When SmithKlineBeecham (now www.gsk.com) introduced its anti-depressant Paxil in 1992, the United States Food and Drug Administration www.fda.gov classified it as a drug with no known links to increased birth defects. The FDA did so, based upon the representations of the manufacturer. However, a recent court trial for a baby damaged by Paxil showed that Glaxo learned long ago that a link existed. Glaxo was not forthcoming with that information but the court battle brought it to light.
Based upon that evidence, the jury ordered Glaxo to pay $2.5 million for a baby who was born with serious heart defects after his mother took Paxil during her pregnancy.
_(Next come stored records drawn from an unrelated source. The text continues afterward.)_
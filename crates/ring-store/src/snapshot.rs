use crate::invariants::debug_assert_ages_monotonic;

/// A time window for snapshot queries: `end_offset` seconds back from "now" to
/// `end_offset + duration` seconds back from "now".
///
/// Age 0 is the most recent sample; larger ages are older. A window of
/// `{end_offset: 0, duration: d}` selects the most recent `d` seconds of history.
#[derive(Debug, Clone, Copy, PartialEq)]
pub struct TimeWindow {
    pub end_offset: f64,
    pub duration: f64,
}

impl TimeWindow {
    pub fn new(end_offset: f64, duration: f64) -> Self {
        Self {
            end_offset,
            duration,
        }
    }

    /// The `[lo, hi)` age range this window selects: inclusive of `end_offset`,
    /// exclusive of `end_offset + duration`.
    fn age_bounds(&self) -> (f64, f64) {
        (self.end_offset, self.end_offset + self.duration)
    }
}

/// The result of taking a consistent snapshot of one or more channel arrays: the
/// per-channel data already reindexed into chronological order and sliced to the
/// requested window, plus the matching age vector.
#[derive(Debug, Clone, PartialEq)]
pub struct Snapshot {
    pub data: Vec<Vec<f64>>,
    pub ages: Vec<f64>,
}

/// Computes the index vector that reorders a circular buffer of length `len` into
/// chronological order, given the current write cursor `w` and whether the buffer has
/// wrapped (`full`).
///
/// When `full`, the oldest sample is at `w` and the newest at `w - 1` (mod `len`):
/// `[w, w+1, …, len-1, 0, …, w-1]`. Otherwise the buffer has never wrapped and the
/// chronological order is simply `[0, …, w-1]`.
pub fn unwrap_indices(len: usize, full: bool, w: usize) -> Vec<usize> {
    if !full {
        return (0..w).collect();
    }
    (w..len).chain(0..w).collect()
}

/// Turns a chronologically-ordered absolute timestamp vector into an age vector
/// relative to the most recent sample (`ages[i] = |t[i] - t[last]|`).
fn ages_from_times(times: &[f64]) -> Vec<f64> {
    let Some(&last) = times.last() else {
        return Vec::new();
    };
    times.iter().map(|t| (t - last).abs()).collect()
}

/// Finds the `[start, stop)` slice range in a chronologically-ordered age vector
/// (oldest/largest age first, most recent/age-0 last) whose ages fall in
/// `[end_offset, end_offset + duration)`.
///
/// The age vector is non-increasing by construction, so each bound is found with a
/// `partition_point` over the complementary predicate (true for the older prefix,
/// false once ages drop below the bound).
fn select_range(ages: &[f64], window: TimeWindow) -> (usize, usize) {
    let (lo, hi) = window.age_bounds();
    let start = ages.partition_point(|&age| age >= hi);
    let stop = ages.partition_point(|&age| age >= lo);
    (start, stop.max(start))
}

/// Applies the unwrap → age → window-select pipeline shared by primary and secondary
/// snapshots to a set of channel arrays that share one timestamp array.
///
/// `channels` and `times` are the raw (still circular-order) arrays copied out from
/// under a lock; `len`/`full`/`w` describe how to unwrap them.
pub fn reindex_and_select(
    channels: &[Vec<f64>],
    times: &[f64],
    len: usize,
    full: bool,
    w: usize,
    window: TimeWindow,
) -> Snapshot {
    let order = unwrap_indices(len, full, w);

    let ordered_times: Vec<f64> = order.iter().map(|&i| times[i]).collect();
    let ages = ages_from_times(&ordered_times);
    debug_assert_ages_monotonic!(ages);

    let (start, stop) = select_range(&ages, window);

    let data = channels
        .iter()
        .map(|ch| {
            order[start..stop]
                .iter()
                .map(|&i| ch[i])
                .collect::<Vec<f64>>()
        })
        .collect();

    Snapshot {
        data,
        ages: ages[start..stop].to_vec(),
    }
}
//! End-to-end tests that start a real supervisor (real TCP sockets, real broker and
//! responder tasks) and drive it as an external client would.

use node_runtime::{MetricRegistry, NodeConfig, NodeState, SampleSource, Supervisor};
use ring_store::PrimaryRing;
use std::collections::HashMap;
use std::sync::atomic::{AtomicUsize, Ordering};
use std::sync::Arc;
use std::time::Duration;
use zeromq::{ReqSocket, Socket, SocketRecv, SocketSend};

struct NoopSource;
impl SampleSource for NoopSource {
    async fn connect(&mut self, _name: &str) -> bool {
        true
    }
    async fn pull_sample(&mut self) -> (Vec<f64>, Option<f64>) {
        tokio::time::sleep(Duration::from_secs(3600)).await;
        (vec![0.0], None)
    }
}

fn free_port() -> u16 {
    static NEXT: AtomicUsize = AtomicUsize::new(17000);
    NEXT.fetch_add(1, Ordering::Relaxed) as u16
}

async fn start_node(n_workers: usize) -> (Supervisor, String) {
    let frontend_port = free_port();
    let backend_port = free_port();

    let mut raw = HashMap::new();
    raw.insert("nodename".into(), "eeg01".into());
    raw.insert("ip".into(), "127.0.0.1".into());
    raw.insert("n_channels".into(), "1".into());
    raw.insert("channel_names".into(), "x".into());
    raw.insert("sampling_rate".into(), "1".into());
    raw.insert("buffer_size_s".into(), "4".into());
    raw.insert("n_workers".into(), n_workers.to_string());
    raw.insert("port_frontend".into(), frontend_port.to_string());
    raw.insert("port_backend".into(), backend_port.to_string());
    let config = NodeConfig::from_map(&raw).unwrap();

    let primary = Arc::new(PrimaryRing::new(1, 4, 1.0).unwrap());
    primary.append(&[42.0], Some(1.0)).unwrap();

    let state = Arc::new(NodeState {
        config,
        primary: Some(primary),
        secondary: None,
        metrics: MetricRegistry::new(),
        topics: HashMap::new(),
    });

    let mut supervisor = Supervisor::new(Duration::from_millis(200));
    supervisor
        .start::<NoopSource>(state, None, "255.255.255.255:19999".to_string(), Vec::new())
        .await
        .unwrap();

    (supervisor, format!("tcp://127.0.0.1:{frontend_port}"))
}

async fn request(frontend_url: &str, body: &serde_json::Value) -> serde_json::Value {
    let mut socket = ReqSocket::new();
    socket.connect(frontend_url).await.unwrap();
    socket.send(serde_json::to_vec(body).unwrap().into()).await.unwrap();
    let reply = socket.recv().await.unwrap();
    serde_json::from_slice(&reply.into_vec()[0]).unwrap()
}

#[tokio::test]
async fn command_request_round_trips_through_broker_and_responder() {
    let (mut supervisor, frontend_url) = start_node(1).await;

    let reply = request(&frontend_url, &serde_json::json!({"type": "command", "command": "get_nodeinfo"})).await;
    assert_eq!(reply["name"], serde_json::json!("eeg01"));

    supervisor.stop().await;
}

#[tokio::test]
async fn data_request_returns_buffered_samples() {
    let (mut supervisor, frontend_url) = start_node(1).await;

    let reply = request(
        &frontend_url,
        &serde_json::json!({"type": "data", "parameters": ["x"], "timewindow": [0.0, 2.0]}),
    )
    .await;
    assert_eq!(reply["x"]["data"], serde_json::json!([42.0]));

    supervisor.stop().await;
}

#[tokio::test]
async fn unrecognized_request_gets_the_standard_error_object() {
    let (mut supervisor, frontend_url) = start_node(1).await;

    let reply = request(&frontend_url, &serde_json::json!({"type": "bogus"})).await;
    assert_eq!(reply, serde_json::json!({"error": "not recognized"}));

    supervisor.stop().await;
}

#[tokio::test]
async fn graceful_shutdown_joins_every_worker() {
    let (mut supervisor, _frontend_url) = start_node(2).await;
    supervisor.stop().await;
    assert!(!supervisor.is_running());
    // A second stop is a no-op rather than a hang or panic.
    supervisor.stop().await;
}

/// S6: with several responders behind the broker, concurrent requests are served
/// without ever losing a request or starving a responder permanently.
#[tokio::test]
async fn broker_distributes_concurrent_requests_across_all_responders() {
    let (mut supervisor, frontend_url) = start_node(3).await;

    let mut tasks = Vec::new();
    for _ in 0..9 {
        let url = frontend_url.clone();
        tasks.push(tokio::spawn(async move {
            request(&url, &serde_json::json!({"type": "command", "command": "get_nodeinfo"})).await
        }));
    }

    for task in tasks {
        let reply = task.await.unwrap();
        assert_eq!(reply["name"], serde_json::json!("eeg01"));
    }

    supervisor.stop().await;
}
//! Periodic self-announcement so that discovery clients can find a node without prior
//! configuration.

use serde::Serialize;
use std::net::IpAddr;
use std::sync::atomic::{AtomicBool, Ordering};
use std::sync::Arc;
use std::time::Duration;
use tokio::net::UdpSocket;
use tracing::warn;

pub const DEFAULT_INTERVAL: Duration = Duration::from_secs(2);

/// The identity fields a beacon advertises on every tick; `status` is computed fresh
/// each tick from the shared `online` flag rather than stored here.
#[derive(Debug, Clone)]
pub struct BeaconIdentity {
    pub name: String,
    pub kind: String,
    pub id: String,
    pub ip: IpAddr,
    pub port: u16,
}

#[derive(Debug, Clone, Serialize)]
struct BeaconPayload<'a> {
    name: &'a str,
    #[serde(rename = "type")]
    kind: &'a str,
    id: &'a str,
    status: &'static str,
    ip: IpAddr,
    port: u16,
    interval: f64,
}

/// Runs the beacon loop at `interval`, broadcasting to `target` (typically a subnet
/// broadcast address) until `run_flag` clears. `online` toggles the advertised status
/// between `"online"` and `"offline"` without restarting the loop.
pub async fn run_beacon(
    identity: BeaconIdentity,
    target: &str,
    interval: Duration,
    online: Arc<AtomicBool>,
    run_flag: Arc<AtomicBool>,
) -> Result<(), std::io::Error> {
    let span = tracing::info_span!("beacon", node_id = %identity.id);
    let _enter = span.enter();

    let socket = UdpSocket::bind("0.0.0.0:0").await?;
    socket.set_broadcast(true)?;

    while run_flag.load(Ordering::Relaxed) {
        let status = if online.load(Ordering::Relaxed) { "online" } else { "offline" };
        let payload = BeaconPayload {
            name: &identity.name,
            kind: &identity.kind,
            id: &identity.id,
            status,
            ip: identity.ip,
            port: identity.port,
            interval: interval.as_secs_f64(),
        };
        match serde_json::to_vec(&payload) {
            Ok(bytes) => {
                if let Err(err) = socket.send_to(&bytes, target).await {
                    warn!(%err, "beacon send failed");
                }
            }
            Err(err) => warn!(%err, "beacon payload encoding failed"),
        }
        tokio::time::sleep(interval).await;
    }
    Ok(())
}
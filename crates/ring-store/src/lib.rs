//! Mutex-guarded circular buffers for a measurement node's primary and secondary
//! channels.
//!
//! A [`PrimaryRing`] holds all primary channels in lockstep behind one mutex: the
//! receiver is the single writer, and any number of readers can take a consistent
//! [`Snapshot`] of the whole ring. A [`SecondaryBank`] is a collection of independent
//! [`SecondaryRing`]s, each with its own lock and its own write cadence, used by
//! user-supplied worker code.
//!
//! Both ring kinds follow the same two-step discipline: copy the raw arrays under
//! lock (`copy_state`), then unwrap the circular order and compute ages outside the
//! lock (`unwrap`). This keeps the critical section to a bounded set of memory copies
//! with no arithmetic, so writers are blocked for as little time as possible.

mod error;
mod invariants;
mod metrics;
mod primary;
mod secondary;
mod snapshot;

pub use error::RingError;
pub use metrics::RingMetrics;
pub use primary::PrimaryRing;
pub use secondary::{SecondaryBank, SecondaryRing};
pub use snapshot::{unwrap_indices, Snapshot, TimeWindow};
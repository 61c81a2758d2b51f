//! The shared, read-mostly state a responder needs to serve a request: configuration,
//! ring handles, the metric registry, and the topic list.

use crate::config::NodeConfig;
use crate::metric::MetricRegistry;
use ring_store::{PrimaryRing, SecondaryBank};
use std::collections::HashMap;
use std::sync::Arc;

pub struct NodeState {
    pub config: NodeConfig,
    pub primary: Option<Arc<PrimaryRing>>,
    pub secondary: Option<Arc<SecondaryBank>>,
    pub metrics: MetricRegistry,
    pub topics: HashMap<String, String>,
}

impl NodeState {
    pub fn channel_names(&self) -> Vec<String> {
        let mut names = self.config.primary.channel_names.clone();
        names.extend(self.config.secondary.channel_names.iter().cloned());
        names
    }

    pub fn primary_index(&self, name: &str) -> Option<usize> {
        self.config.primary.channel_names.iter().position(|n| n == name)
    }

    pub fn secondary_index(&self, name: &str) -> Option<usize> {
        self.config.secondary.channel_names.iter().position(|n| n == name)
    }
}
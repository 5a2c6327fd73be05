//! Model session controller: the orchestration state machine.
//!
//! ```text
//! Idle -> Connecting -> AwaitingSessionAck -> Active -> Closed
//!                                               \-> Failed -> (connect) -> Connecting
//! ```
//!
//! On connect the controller sends `session.update`, then runs a pump task
//! that forwards conversation audio as `input_audio_buffer.append` events.
//! Inbound events drive the output buffer and the turn-state signal.

use std::sync::Arc;
use std::time::Duration;

use parking_lot::Mutex;
use tokio::task::JoinHandle;
use tokio_util::sync::CancellationToken;
use tracing::{Instrument, Span, debug, error, info, info_span, trace, warn};
use uuid::Uuid;

use super::base::{ControllerState, TurnState};
use super::config::{ModelSessionConfig, RealtimeSettings};
use super::connection::{EventSender, ProtocolConnection, ServerEventHandler};
use super::messages::{ClientEvent, ConversationItem, ServerEvent};
use crate::config::{BargeInPolicy, BridgeConfig};
use crate::core::audio::{AudioFormat, AudioOutputBuffer, PacedAudioSource};
use crate::core::conversation::ConversationSession;
use crate::core::events::{
    BridgeEvent, BridgeEventKind, EventRegistry, SubscriptionId, Transcript, TranscriptRole,
};
use crate::errors::{BridgeError, BridgeResult};

/// How long `close` waits for the pump task.
const PUMP_JOIN_TIMEOUT: Duration = Duration::from_secs(2);

struct ControllerInner {
    settings: RealtimeSettings,
    session_config: ModelSessionConfig,
    barge_in: BargeInPolicy,
    conversation: Arc<ConversationSession>,
    output: Arc<AudioOutputBuffer>,
    events: Arc<EventRegistry>,
    state: Mutex<ControllerState>,
    turn: Mutex<TurnState>,
    session_id: Mutex<Option<String>>,
    last_error: Mutex<Option<String>>,
    sender: Mutex<Option<EventSender>>,
    pump_cancel: Mutex<Option<CancellationToken>>,
    span: Span,
}

impl ControllerInner {
    fn state(&self) -> ControllerState {
        *self.state.lock()
    }

    /// Unconditional transition. Publishes only on change.
    fn set_state(&self, to: ControllerState) {
        let from = std::mem::replace(&mut *self.state.lock(), to);
        if from != to {
            info!(parent: &self.span, %from, %to, "controller state changed");
            self.events.publish(&BridgeEvent::StateChanged { from, to });
        }
    }

    /// Transition only if currently in `expected`.
    fn transition(&self, expected: ControllerState, to: ControllerState) -> bool {
        {
            let mut state = self.state.lock();
            if *state != expected {
                return false;
            }
            *state = to;
        }
        info!(parent: &self.span, from = %expected, %to, "controller state changed");
        self.events.publish(&BridgeEvent::StateChanged { from: expected, to });
        true
    }

    fn set_turn(&self, to: TurnState) {
        let from = std::mem::replace(&mut *self.turn.lock(), to);
        if from != to {
            debug!(parent: &self.span, %from, %to, "turn changed");
            self.events.publish(&BridgeEvent::TurnChanged { from, to });
        }
    }

    fn record_error(&self, message: String) {
        *self.last_error.lock() = Some(message);
    }

    fn stop_pump(&self) {
        if let Some(token) = self.pump_cancel.lock().take() {
            token.cancel();
        }
    }

    fn handle_speech_started(&self) {
        let flushed = self.output.flush();
        let was_speaking = *self.turn.lock() == TurnState::Speaking;
        debug!(parent: &self.span, flushed, "speech started, output flushed");

        if self.barge_in.cancel_response && was_speaking {
            let sender = self.sender.lock().clone();
            if let Some(sender) = sender {
                if let Err(e) = sender.try_send(&ClientEvent::ResponseCancel) {
                    warn!(parent: &self.span, error = %e, "failed to cancel response on barge-in");
                }
            }
        }
        self.set_turn(TurnState::Listening);
    }
}

impl ServerEventHandler for ControllerInner {
    fn on_event(&self, event: ServerEvent) {
        match event {
            ServerEvent::SessionCreated { session } => {
                info!(parent: &self.span, session_id = %session.id, "realtime session created");
                *self.session_id.lock() = Some(session.id.clone());
                self.events.publish(&BridgeEvent::SessionCreated {
                    session_id: session.id,
                });
            }
            ServerEvent::SessionUpdated { .. } => {
                debug!(parent: &self.span, "session configuration acknowledged");
            }
            ServerEvent::Error { error } => {
                warn!(parent: &self.span, error = %error, "realtime API error");
                self.record_error(error.to_string());
                self.events.publish(&BridgeEvent::ApiError(error));
            }
            ServerEvent::SpeechStarted { audio_start_ms, .. } => {
                trace!(parent: &self.span, audio_start_ms, "speech started");
                self.handle_speech_started();
            }
            ServerEvent::SpeechStopped { audio_end_ms, .. } => {
                trace!(parent: &self.span, audio_end_ms, "speech stopped");
                self.set_turn(TurnState::Thinking);
            }
            ServerEvent::AudioDelta { delta, .. } => match self.output.enqueue_base64(&delta) {
                Ok(len) => {
                    trace!(parent: &self.span, bytes = len, "audio delta queued");
                    self.set_turn(TurnState::Speaking);
                }
                Err(e) => {
                    warn!(parent: &self.span, error = %e, "dropping audio delta");
                    self.record_error(e.to_string());
                    self.events.publish(&BridgeEvent::DecodeError {
                        event_type: "response.audio.delta".to_string(),
                        message: e.to_string(),
                    });
                }
            },
            ServerEvent::AudioTranscriptDelta { item_id, delta } => {
                self.events.publish(&BridgeEvent::Transcript(Transcript {
                    role: TranscriptRole::Assistant,
                    text: delta,
                    is_final: false,
                    item_id,
                }));
            }
            ServerEvent::AudioTranscriptDone {
                item_id,
                transcript,
            } => {
                debug!(parent: &self.span, %transcript, "assistant transcript");
                self.events.publish(&BridgeEvent::Transcript(Transcript {
                    role: TranscriptRole::Assistant,
                    text: transcript,
                    is_final: true,
                    item_id,
                }));
            }
            ServerEvent::InputTranscriptionCompleted {
                item_id,
                transcript,
            } => {
                debug!(parent: &self.span, %transcript, "user transcript");
                self.events.publish(&BridgeEvent::Transcript(Transcript {
                    role: TranscriptRole::User,
                    text: transcript,
                    is_final: true,
                    item_id,
                }));
            }
            ServerEvent::TextDelta { delta, .. } => {
                self.events.publish(&BridgeEvent::Text {
                    text: delta,
                    is_final: false,
                });
            }
            ServerEvent::TextDone { text, .. } => {
                self.events.publish(&BridgeEvent::Text {
                    text,
                    is_final: true,
                });
            }
            ServerEvent::ResponseDone { response } => {
                debug!(parent: &self.span, response_id = %response.id, status = %response.status, "response done");
                let turn = *self.turn.lock();
                if matches!(turn, TurnState::Speaking | TurnState::Thinking) {
                    self.set_turn(TurnState::Idle);
                }
                self.events.publish(&BridgeEvent::ResponseDone {
                    response_id: response.id,
                    status: response.status,
                });
            }
            ServerEvent::Unknown { event_type } => {
                trace!(parent: &self.span, %event_type, "ignoring unrecognised event");
            }
            other => {
                trace!(parent: &self.span, event_type = other.event_type(), "event received");
            }
        }
    }

    fn on_invalid_event(&self, event_type: String, error: BridgeError) {
        warn!(parent: &self.span, %event_type, error = %error, "skipping undecodable event");
        self.record_error(error.to_string());
        self.events.publish(&BridgeEvent::DecodeError {
            event_type,
            message: error.to_string(),
        });
    }

    fn on_fatal(&self, error: BridgeError) {
        error!(parent: &self.span, error = %error, "realtime session failed");
        self.stop_pump();
        self.sender.lock().take();
        self.record_error(error.to_string());
        let dropped = self.output.flush();
        debug!(parent: &self.span, dropped, "discarded playback of failed connection");
        self.set_turn(TurnState::Idle);

        let failed = {
            let mut state = self.state.lock();
            match *state {
                ControllerState::Closed | ControllerState::Failed => None,
                from => {
                    *state = ControllerState::Failed;
                    Some(from)
                }
            }
        };
        if let Some(from) = failed {
            self.events.publish(&BridgeEvent::StateChanged {
                from,
                to: ControllerState::Failed,
            });
            self.events.publish(&BridgeEvent::Failed {
                reason: error.to_string(),
            });
        }
    }
}
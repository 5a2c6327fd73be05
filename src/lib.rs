pub mod config;
pub mod core;
pub mod errors;

// Re-export commonly used items for convenience
pub use config::{BargeInPolicy, BridgeConfig};
pub use self::core::*;
pub use errors::{BridgeError, BridgeResult};
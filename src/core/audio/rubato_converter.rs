//! FFT-based converter backed by `rubato`.
//!
//! The resampler is built lazily from the first frame's format. Input is mixed
//! down to mono and accumulated until a full input chunk is available; the
//! remainder waits for the next frame.

use rubato::{FftFixedIn, Resampler};
use tracing::debug;

use super::{AudioFormat, AudioFrame, SampleConverter, i16_to_bytes};
use crate::errors::{BridgeError, BridgeResult};

/// Input chunk size in frames handed to the FFT resampler.
const FFT_CHUNK_FRAMES: usize = 480;
const FFT_SUB_CHUNKS: usize = 2;

struct FftState {
    resampler: FftFixedIn<f32>,
    source: AudioFormat,
}

/// High quality converter for the `hq-resampling` feature.
pub struct FftConverter {
    target: AudioFormat,
    state: Option<FftState>,
    pending: Vec<f32>,
    produced: u64,
}

impl FftConverter {
    pub fn new(target: AudioFormat) -> Self {
        Self {
            target,
            state: None,
            pending: Vec::new(),
            produced: 0,
        }
    }

    fn ensure_state(&mut self, source: AudioFormat) -> BridgeResult<()> {
        if self.state.as_ref().is_some_and(|s| s.source == source) {
            return Ok(());
        }
        debug!(
            from = source.sample_rate,
            to = self.target.sample_rate,
            "initialising FFT resampler"
        );
        let resampler = FftFixedIn::<f32>::new(
            source.sample_rate as usize,
            self.target.sample_rate as usize,
            FFT_CHUNK_FRAMES,
            FFT_SUB_CHUNKS,
            1,
        )
        .map_err(|e| BridgeError::Decode(format!("resampler construction failed: {e}")))?;
        self.pending.clear();
        self.produced = 0;
        self.state = Some(FftState { resampler, source });
        Ok(())
    }
}

impl SampleConverter for FftConverter {
    fn target(&self) -> AudioFormat {
        self.target
    }

    fn convert(&mut self, frame: &AudioFrame) -> BridgeResult<Vec<AudioFrame>> {
        let samples = frame.to_i16()?;
        self.ensure_state(frame.format())?;

        let channels = frame.channels() as usize;
        self.pending.extend(samples.chunks_exact(channels).map(|block| {
            block.iter().map(|s| *s as f32 / 32768.0).sum::<f32>() / channels as f32
        }));

        let Some(state) = self.state.as_mut() else {
            return Ok(Vec::new());
        };

        let mut out: Vec<i16> = Vec::new();
        loop {
            let needed = state.resampler.input_frames_next();
            if self.pending.len() < needed {
                break;
            }
            let chunk: Vec<f32> = self.pending.drain(..needed).collect();
            let processed = state
                .resampler
                .process(&[chunk], None)
                .map_err(|e| BridgeError::Decode(format!("resampling failed: {e}")))?;
            if let Some(mono) = processed.first() {
                for value in mono {
                    let sample = (value * 32767.0).round().clamp(-32768.0, 32767.0) as i16;
                    for _ in 0..self.target.channels {
                        out.push(sample);
                    }
                }
            }
        }

        if out.is_empty() {
            return Ok(Vec::new());
        }
        let first = self.produced;
        self.produced += (out.len() / self.target.channels as usize) as u64;
        let frame = AudioFrame::new(
            i16_to_bytes(&out),
            self.target.sample_rate,
            self.target.channels,
        )?
        .with_pts(Some(first));
        Ok(vec![frame])
    }

    fn reset(&mut self) {
        self.state = None;
        self.pending.clear();
        self.produced = 0;
    }
}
The evidence showed what Glaxo knew and when it knew it.
Glaxo started getting reports of adverse events from patients and healthcare providers in the late 1990s. Although these reports should have alarmed Glaxo, it did not issue warnings. Finally the FDA required it to change its warning in 2005, based upon adverse events reports.
The warnings require that Glaxo notify patients and health care providers that Paxil may be associated with birth defects. Mothers who took it during pregnancy and whose children were born with heart malformations and other problems may now know why that happened.
There are about 600 cases like the recent trial. Now that the evidence is in the public record, we hope that these cases will result in justice all across America for mothers who took Paxil and whose babies were born with heart problems and other defects.